In the previous articles of this series, we introduced readers to the theories and design guidelines of data visualizations, which are the foundation of building engaging and compelling data visualizations. We also discussed how to present data effectively in a table format. In this article, we will shift the focus to the practice of data visualization, specifically charting. Charting is a common type of data visualization by which data are represented in the form of a graph or diagram. We will discuss individual charts based on a framework for purpose-oriented chart selection. In addition to the characteristics of different charts, we will include online tutorials demonstrating the steps of using Microsoft Excel to create the charts.
The chart selection framework we will use was proposed by Dr. Andrew Abela, who first published the framework on his website Extreme Presentation in 2006. Abela’s framework intends to serve as a decision tool to help answer the common practical question when creating charts: “What chart should I use for my data?” Using Abela’s framework, a user can identify the proper chart after answering a series of questions, starting from the topmost one: “What would you like to show?”
Figure 1: Chart Selection Tool by A. Abela
Four purposes—comparison, distribution, composition, and relationship—can be used to answer the topmost question in Abela’s framework. Charts for comparison allow the users to compare values across different categories and times. Charts for distribution visualize data to show the distribution of the data. Charts for composition illustrate the part-and-whole relationship within the variables. The charts in the last category, relationship, show the trend and interaction between two or more variables.
Once the purpose of the charting is set, a user can narrow it down to a specific chart or charts by answering several additional questions about the data. Notably, a chart may serve more than one purpose. For example, the scatterplot chart can illustrate the relationship or distribution between two numeric data variables.
So, how should we determine the purpose of the charting? It should be based on the research or assessment question you have. For example, if you would like to understand the trends of telemedicine services at a clinic, you are likely to compare values (e.g., the number of appointments) over time (e.g., year, quarter, month). Therefore, you should look for the chart in the comparison category and even a step further by looking at the subgroup “over time.”

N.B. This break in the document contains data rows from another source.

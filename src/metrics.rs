//! Font metrics provider used by layout and page assembly.
//!
//! Glyph rasterization lives outside this crate. Layout only needs widths,
//! heights and ascenders, queried through [`FontMetrics`].

use crate::style::FontStyle;

/// Identifier of a loaded font face at one size.
pub type FontId = i32;

/// Font ids of the bundled reader fonts.
pub mod font_ids {
    use super::FontId;

    /// Bookerly 12pt
    pub const BOOKERLY_12: FontId = -142_329_172;
    /// Bookerly 14pt
    pub const BOOKERLY_14: FontId = 104_246_423;
    /// Bookerly 16pt
    pub const BOOKERLY_16: FontId = 1_909_382_491;
    /// Bookerly 18pt
    pub const BOOKERLY_18: FontId = 2_056_549_737;
    /// Noto Sans 12pt
    pub const NOTOSANS_12: FontId = -1_646_794_343;
    /// Noto Sans 14pt
    pub const NOTOSANS_14: FontId = -890_242_897;
    /// Noto Sans 16pt
    pub const NOTOSANS_16: FontId = 241_925_189;
    /// Noto Sans 18pt
    pub const NOTOSANS_18: FontId = 1_503_221_336;
    /// OpenDyslexic 8pt
    pub const OPENDYSLEXIC_8: FontId = 875_216_341;
    /// OpenDyslexic 10pt
    pub const OPENDYSLEXIC_10: FontId = -1_234_231_183;
    /// OpenDyslexic 12pt
    pub const OPENDYSLEXIC_12: FontId = 1_682_200_414;
    /// OpenDyslexic 14pt
    pub const OPENDYSLEXIC_14: FontId = -1_851_285_286;
}

/// Size ladders per family, smallest first.
const FAMILY_LADDERS: [[FontId; 4]; 3] = [
    [
        font_ids::BOOKERLY_12,
        font_ids::BOOKERLY_14,
        font_ids::BOOKERLY_16,
        font_ids::BOOKERLY_18,
    ],
    [
        font_ids::NOTOSANS_12,
        font_ids::NOTOSANS_14,
        font_ids::NOTOSANS_16,
        font_ids::NOTOSANS_18,
    ],
    [
        font_ids::OPENDYSLEXIC_8,
        font_ids::OPENDYSLEXIC_10,
        font_ids::OPENDYSLEXIC_12,
        font_ids::OPENDYSLEXIC_14,
    ],
];

/// Map a body font to the next size up in its family.
///
/// The largest size of a family maps to itself. Unknown ids are returned
/// unchanged.
pub fn header_font_id(base: FontId) -> FontId {
    for ladder in FAMILY_LADDERS.iter() {
        if let Some(pos) = ladder.iter().position(|&id| id == base) {
            return ladder[(pos + 1).min(ladder.len() - 1)];
        }
    }
    base
}

/// Text measurement queries, in pixels.
pub trait FontMetrics {
    /// Advance width of `text` drawn in `style`
    fn text_width(&self, font_id: FontId, text: &str, style: FontStyle) -> i32;

    /// Advance width of one inter-word space
    fn space_width(&self, font_id: FontId) -> i32;

    /// Baseline-to-baseline distance
    fn line_height(&self, font_id: FontId) -> i32;

    /// Distance from the top of the line box to the baseline
    fn ascender(&self, font_id: FontId) -> i32;

    /// Font used for header lines set in `base`
    fn header_font_id(&self, base: FontId) -> FontId {
        header_font_id(base)
    }
}

impl<T: FontMetrics + ?Sized> FontMetrics for &T {
    fn text_width(&self, font_id: FontId, text: &str, style: FontStyle) -> i32 {
        (**self).text_width(font_id, text, style)
    }

    fn space_width(&self, font_id: FontId) -> i32 {
        (**self).space_width(font_id)
    }

    fn line_height(&self, font_id: FontId) -> i32 {
        (**self).line_height(font_id)
    }

    fn ascender(&self, font_id: FontId) -> i32 {
        (**self).ascender(font_id)
    }

    fn header_font_id(&self, base: FontId) -> FontId {
        (**self).header_font_id(base)
    }
}

/// Fixed-advance metrics, every char one cell wide.
///
/// Header fonts (anything `header_font_id` maps to a different id, and the
/// top of each ladder) get `header_scale` percent larger cells.
#[derive(Clone, Debug, PartialEq)]
pub struct MonoMetrics {
    /// Cell width in pixels
    pub char_width: i32,
    /// Cell width for bold styles
    pub bold_char_width: i32,
    /// Line height in pixels
    pub line_height: i32,
    /// Ascender in pixels
    pub ascender: i32,
    /// Size of header fonts relative to body fonts, in percent
    pub header_scale: i32,
}

impl Default for MonoMetrics {
    fn default() -> Self {
        Self::font_10x20()
    }
}

impl MonoMetrics {
    /// Metrics of a 10x20 bitmap font
    pub fn font_10x20() -> Self {
        Self {
            char_width: 10,
            bold_char_width: 10,
            line_height: 20,
            ascender: 16,
            header_scale: 100,
        }
    }

    fn scale(&self, font_id: FontId, value: i32) -> i32 {
        if is_header_size(font_id) {
            value * self.header_scale / 100
        } else {
            value
        }
    }
}

fn is_header_size(font_id: FontId) -> bool {
    FAMILY_LADDERS
        .iter()
        .any(|ladder| ladder[1..].contains(&font_id))
}

impl FontMetrics for MonoMetrics {
    fn text_width(&self, font_id: FontId, text: &str, style: FontStyle) -> i32 {
        let cell = if style.is_bold() {
            self.bold_char_width
        } else {
            self.char_width
        };
        let chars = text.chars().count() as i32;
        self.scale(font_id, chars.saturating_mul(cell))
    }

    fn space_width(&self, font_id: FontId) -> i32 {
        self.scale(font_id, self.char_width)
    }

    fn line_height(&self, font_id: FontId) -> i32 {
        self.scale(font_id, self.line_height)
    }

    fn ascender(&self, font_id: FontId) -> i32 {
        self.scale(font_id, self.ascender)
    }
}

#[cfg(test)]
mod tests {
    use super::*;

    #[test]
    fn test_header_font_ladder() {
        assert_eq!(
            header_font_id(font_ids::BOOKERLY_12),
            font_ids::BOOKERLY_14
        );
        assert_eq!(
            header_font_id(font_ids::NOTOSANS_16),
            font_ids::NOTOSANS_18
        );
        assert_eq!(
            header_font_id(font_ids::OPENDYSLEXIC_8),
            font_ids::OPENDYSLEXIC_10
        );
    }

    #[test]
    fn test_header_font_saturates() {
        assert_eq!(
            header_font_id(font_ids::BOOKERLY_18),
            font_ids::BOOKERLY_18
        );
        assert_eq!(
            header_font_id(font_ids::OPENDYSLEXIC_14),
            font_ids::OPENDYSLEXIC_14
        );
    }

    #[test]
    fn test_unknown_font_maps_to_itself() {
        assert_eq!(header_font_id(7), 7);
    }

    #[test]
    fn test_mono_metrics() {
        let metrics = MonoMetrics::default();
        assert_eq!(metrics.text_width(0, "hello", FontStyle::Regular), 50);
        assert_eq!(metrics.text_width(0, "héllo", FontStyle::Bold), 50);
        assert_eq!(metrics.space_width(0), 10);
        assert_eq!(metrics.line_height(0), 20);
    }

    #[test]
    fn test_mono_metrics_header_scale() {
        let metrics = MonoMetrics {
            header_scale: 150,
            ..MonoMetrics::default()
        };
        let header = metrics.header_font_id(font_ids::BOOKERLY_12);
        assert_eq!(metrics.line_height(font_ids::BOOKERLY_12), 20);
        assert_eq!(metrics.line_height(header), 30);
    }
}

The final choice of a chart could be restricted by the type of data you have in hand, especially if you conducted a secondary data analysis when the data was collected for a different purpose. For example, if no date/time variable was collected in the previous example, it is impossible to compare the clinics over time, so a line chart could not be used.

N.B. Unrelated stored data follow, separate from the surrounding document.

fn html_entity(name: &str) -> Option<char> {
    let ch = match name {
        "nbsp" => '\u{00A0}',
        "shy" => '\u{00AD}',
        "ensp" => '\u{2002}',
        "emsp" => '\u{2003}',
        "thinsp" => '\u{2009}',
        "ndash" => '\u{2013}',
        "mdash" => '\u{2014}',
        "lsquo" => '\u{2018}',
        "rsquo" => '\u{2019}',
        "sbquo" => '\u{201A}',
        "ldquo" => '\u{201C}',
        "rdquo" => '\u{201D}',
        "bdquo" => '\u{201E}',
        "laquo" => '\u{00AB}',
        "raquo" => '\u{00BB}',
        "hellip" => '\u{2026}',
        "bull" => '\u{2022}',
        "middot" => '\u{00B7}',
        "copy" => '\u{00A9}',
        "reg" => '\u{00AE}',
        "trade" => '\u{2122}',
        "deg" => '\u{00B0}',
        "sect" => '\u{00A7}',
        "para" => '\u{00B6}',
        "dagger" => '\u{2020}',
        "times" => '\u{00D7}',
        "iexcl" => '\u{00A1}',
        "iquest" => '\u{00BF}',
        "aacute" => 'á',
        "agrave" => 'à',
        "acirc" => 'â',
        "auml" => 'ä',
        "ccedil" => 'ç',
        "eacute" => 'é',
        "egrave" => 'è',
        "ecirc" => 'ê',
        "euml" => 'ë',
        "iacute" => 'í',
        "igrave" => 'ì',
        "iuml" => 'ï',
        "ntilde" => 'ñ',
        "oacute" => 'ó',
        "ograve" => 'ò',
        "ouml" => 'ö',
        "szlig" => 'ß',
        "uacute" => 'ú',
        "ugrave" => 'ù',
        "uuml" => 'ü',
        "Eacute" => 'É',
        _ => return None,
    };
    Some(ch)
}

Adela’s framework is straightforward to use. Most chart examples in the framework can be created in Microsoft Excel, which is the tool we used to build the demos for this article. We chose to use Microsoft Excel for the demos because of its near-universal availability at workplaces. Most health information (HI) professionals should have some fundamental knowledge (e.g., data entry, formula, pivot chart) on how to use Excel. The purpose of the demos is to show how to quickly create some charts to visualize the data in Excel. However, the charting functionality in Excel is still limited. Users interested in advanced data visualization should explore software that specializes in data visualization.
It is important to point out that the list of candidate charts included in Abela’s framework is not exhaustive. For example, a heatmap, a chart that uses hues to show the frequencies of different categories between variables, is not included in the framework.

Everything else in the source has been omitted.